Collected data entries
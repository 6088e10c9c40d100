//! Client state: the session store and what its role permits.

pub mod auth;
pub mod permissions;
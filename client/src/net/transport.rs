//! Authenticated JSON transport for every non-auth endpoint.
//!
//! SYSTEM CONTEXT
//! ==============
//! Feature code (labs, equipment, bookings, ...) calls the API through
//! `ApiClient`. The client attaches the current bearer token and, when the
//! server answers 401, notifies every subscribed `UnauthorizedHandler`
//! before returning the error. The session side subscribes a forced-logout
//! handler, so an expired token anywhere returns the user to the login view.
//!
//! ERROR HANDLING
//! ==============
//! Only 401 is treated as an authorization failure. 403 means the session is
//! valid but under-privileged and is returned as `Forbidden` without touching
//! the session.

#[cfg(test)]
#[path = "transport_test.rs"]
mod transport_test;

use std::sync::{Arc, RwLock};
use std::time::Duration;

use reqwest::Method;
use serde::de::DeserializeOwned;
use serde_json::Value;

use super::api::endpoint;
use super::types::{envelope_reports_failure, error_message, unwrap_envelope};
use crate::config::ClientConfig;

/// Errors produced by authenticated API calls.
#[derive(Debug, thiserror::Error)]
pub enum ApiError {
    #[error("HTTP client build failed: {0}")]
    HttpClientBuild(String),

    #[error("request failed: {0}")]
    Transport(String),

    /// Credential rejected or expired (HTTP 401).
    #[error("not authorized; please sign in again")]
    Unauthorized,

    /// Signed in, but the role may not perform this call (HTTP 403).
    #[error("forbidden: {}", message.as_deref().unwrap_or("insufficient role"))]
    Forbidden { message: Option<String> },

    #[error("server returned {status}: {}", message.as_deref().unwrap_or("no message"))]
    Status { status: u16, message: Option<String> },

    #[error("response decode failed: {0}")]
    Decode(String),
}

/// The token a request was sent with, tagged with the session generation
/// that issued it.
#[derive(Clone, Debug, Default, PartialEq, Eq)]
pub struct Credential {
    pub token: Option<String>,
    pub generation: u64,
}

/// Supplies the credential for outgoing requests.
pub trait CredentialSource: Send + Sync {
    fn credential(&self) -> Credential;
}

/// Callback invoked when any call is answered with an authorization failure.
///
/// `rejected` is the credential the failing request carried; the session may
/// have changed while the request was in flight.
pub trait UnauthorizedHandler: Send + Sync {
    fn on_unauthorized(&self, rejected: &Credential);
}

// =============================================================================
// CLIENT
// =============================================================================

pub struct ApiClient {
    http: reqwest::Client,
    base_url: String,
    credentials: Arc<dyn CredentialSource>,
    unauthorized: RwLock<Vec<Arc<dyn UnauthorizedHandler>>>,
}

impl ApiClient {
    /// Build a client honoring the configured base URL and timeouts.
    ///
    /// # Errors
    ///
    /// Returns [`ApiError::HttpClientBuild`] if `reqwest` cannot build a client.
    pub fn new(config: &ClientConfig, credentials: Arc<dyn CredentialSource>) -> Result<Self, ApiError> {
        let http = reqwest::Client::builder()
            .timeout(Duration::from_secs(config.timeouts.request_secs))
            .connect_timeout(Duration::from_secs(config.timeouts.connect_secs))
            .build()
            .map_err(|e| ApiError::HttpClientBuild(e.to_string()))?;
        Ok(Self::with_client(http, config.api_base_url.clone(), credentials))
    }

    #[must_use]
    pub fn with_client(http: reqwest::Client, base_url: String, credentials: Arc<dyn CredentialSource>) -> Self {
        Self { http, base_url, credentials, unauthorized: RwLock::new(Vec::new()) }
    }

    /// Subscribe a handler to authorization failures from any call.
    pub fn on_unauthorized(&self, handler: Arc<dyn UnauthorizedHandler>) {
        self.unauthorized
            .write()
            .unwrap_or_else(std::sync::PoisonError::into_inner)
            .push(handler);
    }

    /// Send a request and return the unwrapped JSON payload.
    ///
    /// # Errors
    ///
    /// Returns an [`ApiError`] for transport failures and non-success
    /// responses. [`ApiError::Unauthorized`] is returned after subscribed
    /// handlers have run.
    pub async fn request(&self, method: Method, path: &str, body: Option<Value>) -> Result<Value, ApiError> {
        let url = endpoint(&self.base_url, path);
        let mut request = self.http.request(method.clone(), &url);
        let credential = self.credentials.credential();
        if let Some(token) = &credential.token {
            request = request.bearer_auth(token);
        }
        if let Some(json) = body {
            request = request.json(&json);
        }

        let response = request.send().await.map_err(|e| ApiError::Transport(e.to_string()))?;
        let status = response.status().as_u16();
        let text = response.text().await.map_err(|e| ApiError::Transport(e.to_string()))?;
        tracing::debug!(%method, %url, status, "api call completed");

        let result = classify_response(status, &text);
        if matches!(result, Err(ApiError::Unauthorized)) {
            tracing::warn!(%url, "authorization rejected; invalidating session");
            self.notify_unauthorized(&credential);
        }
        result
    }

    /// `GET` and decode the payload into `T`.
    ///
    /// # Errors
    ///
    /// See [`ApiClient::request`]; also [`ApiError::Decode`] if the payload
    /// does not match `T`.
    pub async fn get_json<T: DeserializeOwned>(&self, path: &str) -> Result<T, ApiError> {
        let value = self.request(Method::GET, path, None).await?;
        serde_json::from_value(value).map_err(|e| ApiError::Decode(e.to_string()))
    }

    fn notify_unauthorized(&self, rejected: &Credential) {
        let handlers = self
            .unauthorized
            .read()
            .unwrap_or_else(std::sync::PoisonError::into_inner)
            .clone();
        for handler in handlers {
            handler.on_unauthorized(rejected);
        }
    }
}

/// Map a raw response onto the payload or a typed error.
fn classify_response(status: u16, body: &str) -> Result<Value, ApiError> {
    let value = if body.trim().is_empty() {
        Value::Null
    } else {
        serde_json::from_str::<Value>(body).unwrap_or_else(|_| Value::String(body.to_owned()))
    };

    match status {
        401 => Err(ApiError::Unauthorized),
        403 => Err(ApiError::Forbidden { message: error_message(&value) }),
        200..=299 if envelope_reports_failure(&value) => {
            Err(ApiError::Status { status, message: error_message(&value) })
        }
        200..=299 => Ok(unwrap_envelope(value)),
        _ => Err(ApiError::Status { status, message: error_message(&value) }),
    }
}
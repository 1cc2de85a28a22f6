//! Conversion between resource values and the JSON stored in state files

use serde_json::{Map, Number};
use vela_core::resource::Value;

/// Key marking an unresolved reference stored as JSON
const REF_KEY: &str = "$ref";

pub fn value_to_json(value: &Value) -> serde_json::Value {
    match value {
        Value::String(s) => serde_json::Value::String(s.clone()),
        Value::Int(n) => serde_json::Value::Number(Number::from(*n)),
        Value::Bool(b) => serde_json::Value::Bool(*b),
        Value::List(items) => serde_json::Value::Array(items.iter().map(value_to_json).collect()),
        Value::Map(map) => serde_json::Value::Object(
            map.iter()
                .map(|(k, v)| (k.clone(), value_to_json(v)))
                .collect(),
        ),
        Value::ResourceRef(binding, attr) => {
            let mut obj = Map::new();
            obj.insert(
                REF_KEY.to_string(),
                serde_json::Value::String(format!("{}.{}", binding, attr)),
            );
            serde_json::Value::Object(obj)
        }
    }
}

/// Convert JSON back to a value; `null` has no counterpart and yields `None`
pub fn json_to_value(json: &serde_json::Value) -> Option<Value> {
    match json {
        serde_json::Value::Null => None,
        serde_json::Value::Bool(b) => Some(Value::Bool(*b)),
        serde_json::Value::Number(n) => Some(match n.as_i64() {
            Some(i) => Value::Int(i),
            None => Value::String(n.to_string()),
        }),
        serde_json::Value::String(s) => Some(Value::String(s.clone())),
        serde_json::Value::Array(items) => {
            Some(Value::List(items.iter().filter_map(json_to_value).collect()))
        }
        serde_json::Value::Object(obj) => {
            if obj.len() == 1
                && let Some(serde_json::Value::String(r)) = obj.get(REF_KEY)
                && let Some((binding, attr)) = r.rsplit_once('.')
            {
                return Some(Value::ResourceRef(binding.to_string(), attr.to_string()));
            }
            Some(Value::Map(
                obj.iter()
                    .filter_map(|(k, v)| json_to_value(v).map(|v| (k.clone(), v)))
                    .collect(),
            ))
        }
    }
}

• YOUR TASK: Set down precisely the lines above between the line holding "its role permits." and the line holding "use super::api::endpoint;", inclusive, and nothing beyond them.

• PROBLEM SOLUTION:
//! Client state: the session store and what its role permits.

pub mod auth;
pub mod permissions;
filename client/src/net/transport.rs
//! Authenticated JSON transport for every non-auth endpoint.
//!
//! SYSTEM CONTEXT
//! ==============
//! Feature code (labs, equipment, bookings, ...) calls the API through
//! `ApiClient`. The client attaches the current bearer token and, when the
//! server answers 401, notifies every subscribed `UnauthorizedHandler`
//! before returning the error. The session side subscribes a forced-logout
//! handler, so an expired token anywhere returns the user to the login view.
//!
//! ERROR HANDLING
//! ==============
//! Only 401 is treated as an authorization failure. 403 means the session is
//! valid but under-privileged and is returned as `Forbidden` without touching
//! the session.

#[cfg(test)]
#[path = "transport_test.rs"]
mod transport_test;

use std::sync::{Arc, RwLock};
use std::time::Duration;

use reqwest::Method;
use serde::de::DeserializeOwned;
use serde_json::Value;

use super::api::endpoint;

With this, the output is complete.